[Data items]
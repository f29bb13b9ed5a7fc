//! Keyboard state snapshots.
//!
//! A snapshot is the raw 256-byte virtual-key table the OS hands out
//! (`GetKeyboardState`). For each key:
//! - bit `0x80`: key is held,
//! - bit `0x01`: key is toggled (Caps Lock and friends).
//!
//! No normalization happens here; [`KeyboardSnapshot::to_bitmap`] only packs
//! the held bits for hosts that want 32 bytes instead of 256.

/// Number of virtual-key codes.
pub const KEY_COUNT: usize = 256;

/// Words in a packed held-key bitmap.
pub const BITMAP_WORDS: usize = KEY_COUNT / 32;

const HELD: u8 = 0x80;
const TOGGLED: u8 = 0x01;

/// One copy of the OS virtual-key table.
#[repr(transparent)]
#[derive(Clone, Copy, Debug, PartialEq, Eq)]
pub struct KeyboardSnapshot(pub [u8; KEY_COUNT]);

impl Default for KeyboardSnapshot {
    fn default() -> Self {
        Self([0; KEY_COUNT])
    }
}

impl KeyboardSnapshot {
    /// All keys up.
    pub fn new() -> Self {
        Self::default()
    }

    #[inline]
    pub fn as_bytes(&self) -> &[u8; KEY_COUNT] {
        &self.0
    }

    #[inline]
    pub fn as_bytes_mut(&mut self) -> &mut [u8; KEY_COUNT] {
        &mut self.0
    }

    /// High bit of `vk`'s byte.
    #[inline]
    pub fn is_held(&self, vk: u8) -> bool {
        self.0[vk as usize] & HELD != 0
    }

    /// Low bit of `vk`'s byte.
    #[inline]
    pub fn is_toggled(&self, vk: u8) -> bool {
        self.0[vk as usize] & TOGGLED != 0
    }

    /// Virtual-key codes currently held, ascending.
    pub fn held_keys(&self) -> impl Iterator<Item = u8> + '_ {
        (0..=u8::MAX).filter(|&vk| self.is_held(vk))
    }

    /// Pack held flags LSB-first: key `k` is bit `k % 32` of word `k / 32`.
    pub fn to_bitmap(&self) -> [u32; BITMAP_WORDS] {
        let mut words = [0u32; BITMAP_WORDS];
        for (word, chunk) in words.iter_mut().zip(self.0.chunks_exact(32)) {
            *word = chunk
                .iter()
                .enumerate()
                .filter(|(_, b)| **b & HELD != 0)
                .fold(0, |acc, (bit, _)| acc | (1 << bit));
        }
        words
    }
}

#[cfg(test)]
mod tests {
    use super::*;

    // VK_SHIFT, VK_CAPITAL, 'A', VK_F1
    const VK_SHIFT: u8 = 0x10;
    const VK_CAPITAL: u8 = 0x14;
    const VK_A: u8 = 0x41;
    const VK_F1: u8 = 0x70;

    #[test]
    fn held_and_toggled_bits() {
        let mut snap = KeyboardSnapshot::new();
        snap.0[VK_SHIFT as usize] = 0x80;
        snap.0[VK_CAPITAL as usize] = 0x01;
        snap.0[VK_A as usize] = 0x81;

        assert!(snap.is_held(VK_SHIFT));
        assert!(!snap.is_toggled(VK_SHIFT));
        assert!(!snap.is_held(VK_CAPITAL));
        assert!(snap.is_toggled(VK_CAPITAL));
        assert!(snap.is_held(VK_A) && snap.is_toggled(VK_A));
        assert_eq!(snap.held_keys().collect::<Vec<_>>(), vec![VK_SHIFT, VK_A]);
    }

    #[test]
    fn bitmap_packs_lsb_first() {
        let mut snap = KeyboardSnapshot::new();
        for vk in [0u8, 31, VK_SHIFT, VK_A, VK_F1, 255] {
            snap.0[vk as usize] = 0x80;
        }
        // Toggle-only keys are not held.
        snap.0[VK_CAPITAL as usize] = 0x01;

        let bits = snap.to_bitmap();
        assert_eq!(bits[0], (1 << 0) | (1 << 31) | (1 << 0x10));
        assert_eq!(bits[2], 1 << (VK_A - 64));
        assert_eq!(bits[3], 1 << (VK_F1 - 96));
        assert_eq!(bits[7], 1 << 31);
        assert_eq!(bits[1] | bits[4] | bits[5] | bits[6], 0);
    }

    #[test]
    fn empty_snapshot_is_all_clear() {
        let snap = KeyboardSnapshot::default();
        assert_eq!(snap.to_bitmap(), [0; BITMAP_WORDS]);
        assert_eq!(snap.held_keys().count(), 0);
    }
}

▸ TASK INSTRUCTIONS: Write out the full set of records exactly as given.

▸ WRITTEN ANSWER:
repository f29bb13b9ed5a7fc
//! Keyboard state snapshots.
//!
//! A snapshot is the raw 256-byte virtual-key table the OS hands out
//! (`GetKeyboardState`). For each key:
//! - bit `0x80`: key is held,
//! - bit `0x01`: key is toggled (Caps Lock and friends).
//!
//! No normalization happens here; [`KeyboardSnapshot::to_bitmap`] only packs
//! the held bits for hosts that want 32 bytes instead of 256.

/// Number of virtual-key codes.
pub const KEY_COUNT: usize = 256;

/// Words in a packed held-key bitmap.
pub const BITMAP_WORDS: usize = KEY_COUNT / 32;

const HELD: u8 = 0x80;
const TOGGLED: u8 = 0x01;

/// One copy of the OS virtual-key table.
#[repr(transparent)]
#[derive(Clone, Copy, Debug, PartialEq, Eq)]
pub struct KeyboardSnapshot(pub [u8; KEY_COUNT]);

impl Default for KeyboardSnapshot {
    fn default() -> Self {
        Self([0; KEY_COUNT])
    }
}

impl KeyboardSnapshot {
    /// All keys up.
    pub fn new() -> Self {
        Self::default()
    }

    #[inline]
    pub fn as_bytes(&self) -> &[u8; KEY_COUNT] {
        &self.0
    }

    #[inline]
    pub fn as_bytes_mut(&mut self) -> &mut [u8; KEY_COUNT] {
        &mut self.0
    }

    /// High bit of `vk`'s byte.
    #[inline]
    pub fn is_held(&self, vk: u8) -> bool {
        self.0[vk as usize] & HELD != 0
    }

    /// Low bit of `vk`'s byte.
    #[inline]
    pub fn is_toggled(&self, vk: u8) -> bool {
        self.0[vk as usize] & TOGGLED != 0
    }

    /// Virtual-key codes currently held, ascending.
    pub fn held_keys(&self) -> impl Iterator<Item = u8> + '_ {
        (0..=u8::MAX).filter(|&vk| self.is_held(vk))
    }

    /// Pack held flags LSB-first: key `k` is bit `k % 32` of word `k / 32`.
    pub fn to_bitmap(&self) -> [u32; BITMAP_WORDS] {
        let mut words = [0u32; BITMAP_WORDS];
        for (word, chunk) in words.iter_mut().zip(self.0.chunks_exact(32)) {
            *word = chunk
                .iter()
                .enumerate()
                .filter(|(_, b)| **b & HELD != 0)
                .fold(0, |acc, (bit, _)| acc | (1 << bit));
        }
        words
    }
}

#[cfg(test)]
mod tests {
    use super::*;

    // VK_SHIFT, VK_CAPITAL, 'A', VK_F1
    const VK_SHIFT: u8 = 0x10;
    const VK_CAPITAL: u8 = 0x14;
    const VK_A: u8 = 0x41;
    const VK_F1: u8 = 0x70;

    #[test]
    fn held_and_toggled_bits() {
        let mut snap = KeyboardSnapshot::new();
        snap.0[VK_SHIFT as usize] = 0x80;
        snap.0[VK_CAPITAL as usize] = 0x01;
        snap.0[VK_A as usize] = 0x81;

        assert!(snap.is_held(VK_SHIFT));
        assert!(!snap.is_toggled(VK_SHIFT));
        assert!(!snap.is_held(VK_CAPITAL));
        assert!(snap.is_toggled(VK_CAPITAL));
        assert!(snap.is_held(VK_A) && snap.is_toggled(VK_A));
        assert_eq!(snap.held_keys().collect::<Vec<_>>(), vec![VK_SHIFT, VK_A]);
    }

    #[test]
    fn bitmap_packs_lsb_first() {
        let mut snap = KeyboardSnapshot::new();
        for vk in [0u8, 31, VK_SHIFT, VK_A, VK_F1, 255] {
            snap.0[vk as usize] = 0x80;
        }
        // Toggle-only keys are not held.
        snap.0[VK_CAPITAL as usize] = 0x01;

        let bits = snap.to_bitmap();
        assert_eq!(bits[0], (1 << 0) | (1 << 31) | (1 << 0x10));
        assert_eq!(bits[2], 1 << (VK_A - 64));
        assert_eq!(bits[3], 1 << (VK_F1 - 96));
        assert_eq!(bits[7], 1 << 31);
        assert_eq!(bits[1] | bits[4] | bits[5] | bits[6], 0);
    }

    #[test]
    fn empty_snapshot_is_all_clear() {
        let snap = KeyboardSnapshot::default();
        assert_eq!(snap.to_bitmap(), [0; BITMAP_WORDS]);
        assert_eq!(snap.held_keys().count(), 0);
    }
}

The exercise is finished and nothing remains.